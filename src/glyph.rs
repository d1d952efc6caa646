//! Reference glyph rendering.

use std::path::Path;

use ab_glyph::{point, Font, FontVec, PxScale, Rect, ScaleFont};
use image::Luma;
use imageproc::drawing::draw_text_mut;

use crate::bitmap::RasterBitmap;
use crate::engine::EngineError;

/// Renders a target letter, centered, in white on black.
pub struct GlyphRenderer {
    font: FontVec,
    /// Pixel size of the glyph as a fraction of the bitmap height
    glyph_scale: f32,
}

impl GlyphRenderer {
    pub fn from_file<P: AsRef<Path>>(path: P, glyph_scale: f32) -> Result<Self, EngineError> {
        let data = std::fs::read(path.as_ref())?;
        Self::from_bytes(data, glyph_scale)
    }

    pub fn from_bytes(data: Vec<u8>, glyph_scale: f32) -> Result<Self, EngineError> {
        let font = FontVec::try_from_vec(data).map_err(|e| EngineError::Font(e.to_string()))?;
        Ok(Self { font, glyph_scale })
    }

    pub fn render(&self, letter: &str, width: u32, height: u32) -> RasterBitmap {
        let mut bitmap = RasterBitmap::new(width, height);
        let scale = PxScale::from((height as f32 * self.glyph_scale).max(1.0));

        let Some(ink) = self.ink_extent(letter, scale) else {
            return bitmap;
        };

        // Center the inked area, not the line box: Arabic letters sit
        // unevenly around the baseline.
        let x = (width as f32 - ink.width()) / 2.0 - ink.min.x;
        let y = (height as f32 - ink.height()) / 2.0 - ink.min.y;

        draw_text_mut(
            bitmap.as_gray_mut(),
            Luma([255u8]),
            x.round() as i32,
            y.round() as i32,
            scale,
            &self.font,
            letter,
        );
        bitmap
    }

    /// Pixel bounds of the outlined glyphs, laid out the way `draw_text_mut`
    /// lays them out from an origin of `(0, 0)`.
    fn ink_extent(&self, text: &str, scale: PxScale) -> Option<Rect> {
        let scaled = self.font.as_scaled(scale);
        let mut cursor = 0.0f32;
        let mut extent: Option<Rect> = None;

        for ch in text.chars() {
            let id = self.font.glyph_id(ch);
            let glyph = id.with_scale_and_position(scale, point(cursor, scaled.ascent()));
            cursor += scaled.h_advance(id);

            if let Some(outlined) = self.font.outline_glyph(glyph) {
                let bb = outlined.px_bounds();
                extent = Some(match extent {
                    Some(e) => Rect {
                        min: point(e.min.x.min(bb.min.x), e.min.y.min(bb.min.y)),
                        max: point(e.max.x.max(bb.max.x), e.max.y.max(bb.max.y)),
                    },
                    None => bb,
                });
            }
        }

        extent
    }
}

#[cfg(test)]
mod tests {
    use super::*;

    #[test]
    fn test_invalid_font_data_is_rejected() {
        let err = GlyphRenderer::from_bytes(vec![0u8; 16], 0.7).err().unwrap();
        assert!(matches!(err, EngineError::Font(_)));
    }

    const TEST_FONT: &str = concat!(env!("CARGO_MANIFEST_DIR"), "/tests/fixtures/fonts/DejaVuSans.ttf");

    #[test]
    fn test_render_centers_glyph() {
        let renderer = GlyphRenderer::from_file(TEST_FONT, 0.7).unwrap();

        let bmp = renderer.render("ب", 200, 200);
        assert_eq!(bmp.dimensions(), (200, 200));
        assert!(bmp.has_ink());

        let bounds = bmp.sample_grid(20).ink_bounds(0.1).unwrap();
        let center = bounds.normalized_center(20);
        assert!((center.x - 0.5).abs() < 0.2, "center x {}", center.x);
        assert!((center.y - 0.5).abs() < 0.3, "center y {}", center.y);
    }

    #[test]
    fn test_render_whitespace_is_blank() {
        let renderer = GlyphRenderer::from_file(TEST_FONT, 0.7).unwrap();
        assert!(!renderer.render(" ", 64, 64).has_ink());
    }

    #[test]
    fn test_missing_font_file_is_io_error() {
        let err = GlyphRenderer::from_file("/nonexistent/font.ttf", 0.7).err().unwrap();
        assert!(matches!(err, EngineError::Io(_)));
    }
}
....................
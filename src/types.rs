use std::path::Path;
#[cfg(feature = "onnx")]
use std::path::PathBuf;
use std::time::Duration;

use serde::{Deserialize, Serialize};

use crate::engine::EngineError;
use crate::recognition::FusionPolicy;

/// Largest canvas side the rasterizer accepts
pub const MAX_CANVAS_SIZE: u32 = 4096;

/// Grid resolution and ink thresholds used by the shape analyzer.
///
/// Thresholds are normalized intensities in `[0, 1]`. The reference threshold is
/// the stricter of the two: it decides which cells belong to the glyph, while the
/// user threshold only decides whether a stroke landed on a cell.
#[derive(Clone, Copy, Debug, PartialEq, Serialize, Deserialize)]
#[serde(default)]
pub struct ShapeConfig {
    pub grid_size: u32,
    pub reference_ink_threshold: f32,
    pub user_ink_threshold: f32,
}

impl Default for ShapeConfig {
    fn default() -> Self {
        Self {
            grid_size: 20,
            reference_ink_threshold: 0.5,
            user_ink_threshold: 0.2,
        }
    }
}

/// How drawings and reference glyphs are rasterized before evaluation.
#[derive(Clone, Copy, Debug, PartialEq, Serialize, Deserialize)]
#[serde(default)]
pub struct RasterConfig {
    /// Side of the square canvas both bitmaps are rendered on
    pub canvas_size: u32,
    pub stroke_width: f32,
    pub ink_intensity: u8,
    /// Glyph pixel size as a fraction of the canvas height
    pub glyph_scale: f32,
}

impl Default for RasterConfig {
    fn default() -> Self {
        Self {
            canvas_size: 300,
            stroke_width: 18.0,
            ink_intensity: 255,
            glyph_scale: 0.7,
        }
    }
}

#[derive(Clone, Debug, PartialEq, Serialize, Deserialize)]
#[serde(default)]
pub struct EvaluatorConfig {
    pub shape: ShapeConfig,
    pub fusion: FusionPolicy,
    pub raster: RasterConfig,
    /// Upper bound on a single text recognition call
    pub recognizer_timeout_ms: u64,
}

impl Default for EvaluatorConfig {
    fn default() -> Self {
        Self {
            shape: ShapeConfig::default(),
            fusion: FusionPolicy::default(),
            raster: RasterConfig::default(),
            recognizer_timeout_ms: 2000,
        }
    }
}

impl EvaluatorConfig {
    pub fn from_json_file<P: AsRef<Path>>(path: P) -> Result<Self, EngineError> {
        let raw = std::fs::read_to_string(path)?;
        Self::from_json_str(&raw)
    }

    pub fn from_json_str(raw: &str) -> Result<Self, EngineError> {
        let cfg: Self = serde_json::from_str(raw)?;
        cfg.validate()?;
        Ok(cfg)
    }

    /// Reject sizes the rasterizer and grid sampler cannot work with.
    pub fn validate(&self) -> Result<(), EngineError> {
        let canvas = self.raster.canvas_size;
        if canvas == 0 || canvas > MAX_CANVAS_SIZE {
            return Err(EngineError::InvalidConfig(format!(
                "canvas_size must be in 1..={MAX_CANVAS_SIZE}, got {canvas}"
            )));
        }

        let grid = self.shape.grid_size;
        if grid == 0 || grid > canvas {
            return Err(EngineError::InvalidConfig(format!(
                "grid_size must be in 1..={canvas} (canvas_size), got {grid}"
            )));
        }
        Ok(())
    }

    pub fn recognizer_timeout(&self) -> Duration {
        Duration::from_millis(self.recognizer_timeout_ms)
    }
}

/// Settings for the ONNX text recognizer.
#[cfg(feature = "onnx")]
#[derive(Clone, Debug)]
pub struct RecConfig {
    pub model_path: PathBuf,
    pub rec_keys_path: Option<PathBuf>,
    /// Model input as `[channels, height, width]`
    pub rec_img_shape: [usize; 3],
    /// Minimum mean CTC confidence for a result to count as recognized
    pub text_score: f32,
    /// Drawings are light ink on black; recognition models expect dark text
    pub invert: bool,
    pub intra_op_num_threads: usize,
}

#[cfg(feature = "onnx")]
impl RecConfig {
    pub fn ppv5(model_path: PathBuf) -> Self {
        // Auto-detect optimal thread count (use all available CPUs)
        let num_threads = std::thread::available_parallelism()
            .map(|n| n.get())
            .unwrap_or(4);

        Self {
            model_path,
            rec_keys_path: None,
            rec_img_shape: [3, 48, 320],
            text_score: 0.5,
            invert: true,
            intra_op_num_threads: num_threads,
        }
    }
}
....................
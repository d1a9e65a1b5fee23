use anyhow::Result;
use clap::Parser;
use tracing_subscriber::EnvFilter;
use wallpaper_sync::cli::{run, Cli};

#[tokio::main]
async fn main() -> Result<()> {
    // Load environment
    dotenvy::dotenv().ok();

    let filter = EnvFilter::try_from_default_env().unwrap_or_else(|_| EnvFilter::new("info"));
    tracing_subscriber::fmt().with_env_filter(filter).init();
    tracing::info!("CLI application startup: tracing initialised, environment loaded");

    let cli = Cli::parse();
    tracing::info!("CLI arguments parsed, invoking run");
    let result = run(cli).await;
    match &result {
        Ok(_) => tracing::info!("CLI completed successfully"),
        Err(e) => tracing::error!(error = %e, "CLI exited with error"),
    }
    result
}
....................
» REQUIRED ACTION
Search the data for "environment". Copy each line that has it.

» FINISHED EXERCISE
    // Load environment
    tracing::info!("CLI application startup: tracing initialised, environment loaded");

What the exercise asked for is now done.